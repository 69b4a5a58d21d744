//! Attachment metadata as seen by the extraction pipeline

use serde::{Deserialize, Serialize};
use std::fmt;

/// Identifier of an uploaded attachment
#[derive(Debug, Clone, Copy, PartialEq, Eq, PartialOrd, Ord, Hash, Serialize, Deserialize)]
#[serde(transparent)]
pub struct AttachmentId(uuid::Uuid);

impl AttachmentId {
    /// Generate a new AttachmentId
    pub fn new() -> Self {
        Self(uuid::Uuid::now_v7())
    }

    /// Parse an AttachmentId from its string form
    pub fn parse(s: &str) -> Result<Self, String> {
        uuid::Uuid::parse_str(s.trim())
            .map(Self)
            .map_err(|e| format!("Invalid attachment id '{}': {}", s, e))
    }
}

impl Default for AttachmentId {
    fn default() -> Self {
        Self::new()
    }
}

impl fmt::Display for AttachmentId {
    fn fmt(&self, f: &mut fmt::Formatter<'_>) -> fmt::Result {
        write!(f, "{}", self.0)
    }
}

/// Metadata of an uploaded document
#[derive(Debug, Clone, PartialEq, Eq, Serialize, Deserialize)]
#[serde(rename_all = "camelCase")]
pub struct Attachment {
    /// Attachment identifier
    pub id: AttachmentId,
    /// Owning organization
    pub org_id: String,
    /// Opaque location understood by the attachment repository
    pub storage_location: String,
    /// MIME type recorded at upload
    pub mime_type: String,
    /// File name as uploaded
    pub original_name: String,
}

impl Attachment {
    /// Whether the content is plain text (any `text/*` type)
    pub fn is_text(&self) -> bool {
        self.mime_type
            .split(';')
            .next()
            .map(|essence| essence.trim().to_ascii_lowercase().starts_with("text/"))
            .unwrap_or(false)
    }
}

*WHAT THE TASK REQUIRES*. Read the data above and pull out each line that holds the string "Deserialize".

*SOLUTION TO THIS EXERCISE*.
use serde::{Deserialize, Serialize};
#[derive(Debug, Clone, Copy, PartialEq, Eq, PartialOrd, Ord, Hash, Serialize, Deserialize)]
#[derive(Debug, Clone, PartialEq, Eq, Serialize, Deserialize)]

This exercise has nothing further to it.